▸ **YOUR GOAL**
The whole listing should be written out again exactly.

▸ **RECORDS SUPPLIED**
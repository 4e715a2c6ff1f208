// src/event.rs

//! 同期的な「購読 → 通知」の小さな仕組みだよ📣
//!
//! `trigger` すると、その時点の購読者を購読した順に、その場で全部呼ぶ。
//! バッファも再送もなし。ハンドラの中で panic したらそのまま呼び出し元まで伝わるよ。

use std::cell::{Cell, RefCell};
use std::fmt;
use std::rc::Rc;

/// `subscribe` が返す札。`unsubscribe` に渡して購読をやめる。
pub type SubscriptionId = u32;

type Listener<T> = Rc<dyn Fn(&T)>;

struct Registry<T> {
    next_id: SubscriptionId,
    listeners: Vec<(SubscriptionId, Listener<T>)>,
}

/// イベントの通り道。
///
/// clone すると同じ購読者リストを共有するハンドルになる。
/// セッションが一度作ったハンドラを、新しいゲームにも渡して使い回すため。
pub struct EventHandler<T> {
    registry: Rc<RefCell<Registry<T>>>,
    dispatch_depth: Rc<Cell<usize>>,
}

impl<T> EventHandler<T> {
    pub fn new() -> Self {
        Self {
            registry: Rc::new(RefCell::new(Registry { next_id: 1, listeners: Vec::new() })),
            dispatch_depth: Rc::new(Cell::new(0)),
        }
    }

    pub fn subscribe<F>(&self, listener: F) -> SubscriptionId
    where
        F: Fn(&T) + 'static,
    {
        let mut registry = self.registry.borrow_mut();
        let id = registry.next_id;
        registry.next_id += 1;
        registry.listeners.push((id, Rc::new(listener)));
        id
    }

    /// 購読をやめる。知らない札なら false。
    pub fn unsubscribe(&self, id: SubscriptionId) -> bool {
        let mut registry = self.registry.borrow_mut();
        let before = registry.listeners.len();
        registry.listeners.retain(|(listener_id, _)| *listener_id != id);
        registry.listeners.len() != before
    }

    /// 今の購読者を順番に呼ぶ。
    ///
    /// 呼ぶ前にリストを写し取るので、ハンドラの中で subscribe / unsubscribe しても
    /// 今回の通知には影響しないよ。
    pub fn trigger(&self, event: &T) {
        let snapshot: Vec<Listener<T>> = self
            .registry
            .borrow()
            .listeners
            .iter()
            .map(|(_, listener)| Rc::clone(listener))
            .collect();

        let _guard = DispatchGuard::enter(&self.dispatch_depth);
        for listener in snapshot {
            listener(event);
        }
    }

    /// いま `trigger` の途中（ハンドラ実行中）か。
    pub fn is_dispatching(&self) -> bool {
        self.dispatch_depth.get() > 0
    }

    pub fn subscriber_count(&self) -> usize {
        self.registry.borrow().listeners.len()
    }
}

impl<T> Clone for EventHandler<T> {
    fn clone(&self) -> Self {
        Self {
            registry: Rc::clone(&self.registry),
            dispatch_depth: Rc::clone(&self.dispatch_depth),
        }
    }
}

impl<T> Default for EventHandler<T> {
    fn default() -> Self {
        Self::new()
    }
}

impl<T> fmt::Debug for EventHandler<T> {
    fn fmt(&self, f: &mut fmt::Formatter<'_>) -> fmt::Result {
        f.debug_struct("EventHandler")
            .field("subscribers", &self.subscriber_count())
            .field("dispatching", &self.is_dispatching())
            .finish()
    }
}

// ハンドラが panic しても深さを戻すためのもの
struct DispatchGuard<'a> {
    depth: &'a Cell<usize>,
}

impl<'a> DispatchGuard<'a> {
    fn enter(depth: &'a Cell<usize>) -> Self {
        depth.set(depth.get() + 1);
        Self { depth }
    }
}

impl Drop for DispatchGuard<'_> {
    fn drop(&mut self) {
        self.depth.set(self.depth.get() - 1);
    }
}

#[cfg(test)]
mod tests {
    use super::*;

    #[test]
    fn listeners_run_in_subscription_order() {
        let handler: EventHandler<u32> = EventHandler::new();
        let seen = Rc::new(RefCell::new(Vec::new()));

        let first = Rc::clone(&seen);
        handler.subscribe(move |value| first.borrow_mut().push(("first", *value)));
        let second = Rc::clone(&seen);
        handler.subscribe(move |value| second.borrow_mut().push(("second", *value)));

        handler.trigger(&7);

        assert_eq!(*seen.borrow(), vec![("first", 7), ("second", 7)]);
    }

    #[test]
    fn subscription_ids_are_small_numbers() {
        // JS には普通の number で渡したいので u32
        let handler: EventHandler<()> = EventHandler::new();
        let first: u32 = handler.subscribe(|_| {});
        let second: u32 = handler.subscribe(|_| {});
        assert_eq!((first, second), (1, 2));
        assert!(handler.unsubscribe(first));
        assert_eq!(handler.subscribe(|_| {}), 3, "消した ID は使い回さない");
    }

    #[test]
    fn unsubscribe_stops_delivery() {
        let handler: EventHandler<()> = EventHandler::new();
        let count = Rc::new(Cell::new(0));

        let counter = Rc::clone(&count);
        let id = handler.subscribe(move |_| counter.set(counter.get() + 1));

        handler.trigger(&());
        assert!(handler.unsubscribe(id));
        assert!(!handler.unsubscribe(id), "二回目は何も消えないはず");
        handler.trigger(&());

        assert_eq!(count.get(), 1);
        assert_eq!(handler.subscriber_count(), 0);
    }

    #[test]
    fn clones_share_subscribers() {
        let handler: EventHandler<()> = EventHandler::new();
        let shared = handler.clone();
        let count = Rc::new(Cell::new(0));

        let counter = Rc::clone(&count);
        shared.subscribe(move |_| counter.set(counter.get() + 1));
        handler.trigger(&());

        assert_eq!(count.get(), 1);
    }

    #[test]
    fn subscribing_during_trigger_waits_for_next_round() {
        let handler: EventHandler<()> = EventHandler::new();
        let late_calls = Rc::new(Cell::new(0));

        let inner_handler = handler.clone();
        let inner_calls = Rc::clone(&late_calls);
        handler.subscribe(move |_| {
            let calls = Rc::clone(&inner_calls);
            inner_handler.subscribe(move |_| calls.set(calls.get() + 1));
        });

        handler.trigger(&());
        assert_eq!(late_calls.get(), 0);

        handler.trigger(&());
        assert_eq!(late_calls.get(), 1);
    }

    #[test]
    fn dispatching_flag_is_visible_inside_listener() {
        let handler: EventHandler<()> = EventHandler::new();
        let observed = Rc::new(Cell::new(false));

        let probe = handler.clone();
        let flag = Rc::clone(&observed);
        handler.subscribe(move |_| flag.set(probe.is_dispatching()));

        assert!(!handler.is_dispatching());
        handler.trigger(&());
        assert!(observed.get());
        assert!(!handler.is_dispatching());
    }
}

▸ **OUTPUT OF THE TASK**
repository 4e715a2c6ff1f208
// src/event.rs

//! 同期的な「購読 → 通知」の小さな仕組みだよ📣
//!
//! `trigger` すると、その時点の購読者を購読した順に、その場で全部呼ぶ。
//! バッファも再送もなし。ハンドラの中で panic したらそのまま呼び出し元まで伝わるよ。

use std::cell::{Cell, RefCell};
use std::fmt;
use std::rc::Rc;

/// `subscribe` が返す札。`unsubscribe` に渡して購読をやめる。
pub type SubscriptionId = u32;

type Listener<T> = Rc<dyn Fn(&T)>;

struct Registry<T> {
    next_id: SubscriptionId,
    listeners: Vec<(SubscriptionId, Listener<T>)>,
}

/// イベントの通り道。
///
/// clone すると同じ購読者リストを共有するハンドルになる。
/// セッションが一度作ったハンドラを、新しいゲームにも渡して使い回すため。
pub struct EventHandler<T> {
    registry: Rc<RefCell<Registry<T>>>,
    dispatch_depth: Rc<Cell<usize>>,
}

impl<T> EventHandler<T> {
    pub fn new() -> Self {
        Self {
            registry: Rc::new(RefCell::new(Registry { next_id: 1, listeners: Vec::new() })),
            dispatch_depth: Rc::new(Cell::new(0)),
        }
    }

    pub fn subscribe<F>(&self, listener: F) -> SubscriptionId
    where
        F: Fn(&T) + 'static,
    {
        let mut registry = self.registry.borrow_mut();
        let id = registry.next_id;
        registry.next_id += 1;
        registry.listeners.push((id, Rc::new(listener)));
        id
    }

    /// 購読をやめる。知らない札なら false。
    pub fn unsubscribe(&self, id: SubscriptionId) -> bool {
        let mut registry = self.registry.borrow_mut();
        let before = registry.listeners.len();
        registry.listeners.retain(|(listener_id, _)| *listener_id != id);
        registry.listeners.len() != before
    }

    /// 今の購読者を順番に呼ぶ。
    ///
    /// 呼ぶ前にリストを写し取るので、ハンドラの中で subscribe / unsubscribe しても
    /// 今回の通知には影響しないよ。
    pub fn trigger(&self, event: &T) {
        let snapshot: Vec<Listener<T>> = self
            .registry
            .borrow()
            .listeners
            .iter()
            .map(|(_, listener)| Rc::clone(listener))
            .collect();

        let _guard = DispatchGuard::enter(&self.dispatch_depth);
        for listener in snapshot {
            listener(event);
        }
    }

    /// いま `trigger` の途中（ハンドラ実行中）か。
    pub fn is_dispatching(&self) -> bool {
        self.dispatch_depth.get() > 0
    }

    pub fn subscriber_count(&self) -> usize {
        self.registry.borrow().listeners.len()
    }
}

impl<T> Clone for EventHandler<T> {
    fn clone(&self) -> Self {
        Self {
            registry: Rc::clone(&self.registry),
            dispatch_depth: Rc::clone(&self.dispatch_depth),
        }
    }
}

impl<T> Default for EventHandler<T> {
    fn default() -> Self {
        Self::new()
    }
}

impl<T> fmt::Debug for EventHandler<T> {
    fn fmt(&self, f: &mut fmt::Formatter<'_>) -> fmt::Result {
        f.debug_struct("EventHandler")
            .field("subscribers", &self.subscriber_count())
            .field("dispatching", &self.is_dispatching())
            .finish()
    }
}

// ハンドラが panic しても深さを戻すためのもの
struct DispatchGuard<'a> {
    depth: &'a Cell<usize>,
}

impl<'a> DispatchGuard<'a> {
    fn enter(depth: &'a Cell<usize>) -> Self {
        depth.set(depth.get() + 1);
        Self { depth }
    }
}

impl Drop for DispatchGuard<'_> {
    fn drop(&mut self) {
        self.depth.set(self.depth.get() - 1);
    }
}

#[cfg(test)]
mod tests {
    use super::*;

    #[test]
    fn listeners_run_in_subscription_order() {
        let handler: EventHandler<u32> = EventHandler::new();
        let seen = Rc::new(RefCell::new(Vec::new()));

        let first = Rc::clone(&seen);
        handler.subscribe(move |value| first.borrow_mut().push(("first", *value)));
        let second = Rc::clone(&seen);
        handler.subscribe(move |value| second.borrow_mut().push(("second", *value)));

        handler.trigger(&7);

        assert_eq!(*seen.borrow(), vec![("first", 7), ("second", 7)]);
    }

    #[test]
    fn subscription_ids_are_small_numbers() {
        // JS には普通の number で渡したいので u32
        let handler: EventHandler<()> = EventHandler::new();
        let first: u32 = handler.subscribe(|_| {});
        let second: u32 = handler.subscribe(|_| {});
        assert_eq!((first, second), (1, 2));
        assert!(handler.unsubscribe(first));
        assert_eq!(handler.subscribe(|_| {}), 3, "消した ID は使い回さない");
    }

    #[test]
    fn unsubscribe_stops_delivery() {
        let handler: EventHandler<()> = EventHandler::new();
        let count = Rc::new(Cell::new(0));

        let counter = Rc::clone(&count);
        let id = handler.subscribe(move |_| counter.set(counter.get() + 1));

        handler.trigger(&());
        assert!(handler.unsubscribe(id));
        assert!(!handler.unsubscribe(id), "二回目は何も消えないはず");
        handler.trigger(&());

        assert_eq!(count.get(), 1);
        assert_eq!(handler.subscriber_count(), 0);
    }

    #[test]
    fn clones_share_subscribers() {
        let handler: EventHandler<()> = EventHandler::new();
        let shared = handler.clone();
        let count = Rc::new(Cell::new(0));

        let counter = Rc::clone(&count);
        shared.subscribe(move |_| counter.set(counter.get() + 1));
        handler.trigger(&());

        assert_eq!(count.get(), 1);
    }

    #[test]
    fn subscribing_during_trigger_waits_for_next_round() {
        let handler: EventHandler<()> = EventHandler::new();
        let late_calls = Rc::new(Cell::new(0));

        let inner_handler = handler.clone();
        let inner_calls = Rc::clone(&late_calls);
        handler.subscribe(move |_| {
            let calls = Rc::clone(&inner_calls);
            inner_handler.subscribe(move |_| calls.set(calls.get() + 1));
        });

        handler.trigger(&());
        assert_eq!(late_calls.get(), 0);

        handler.trigger(&());
        assert_eq!(late_calls.get(), 1);
    }

    #[test]
    fn dispatching_flag_is_visible_inside_listener() {
        let handler: EventHandler<()> = EventHandler::new();
        let observed = Rc::new(Cell::new(false));

        let probe = handler.clone();
        let flag = Rc::clone(&observed);
        handler.subscribe(move |_| flag.set(probe.is_dispatching()));

        assert!(!handler.is_dispatching());
        handler.trigger(&());
        assert!(observed.get());
        assert!(!handler.is_dispatching());
    }
}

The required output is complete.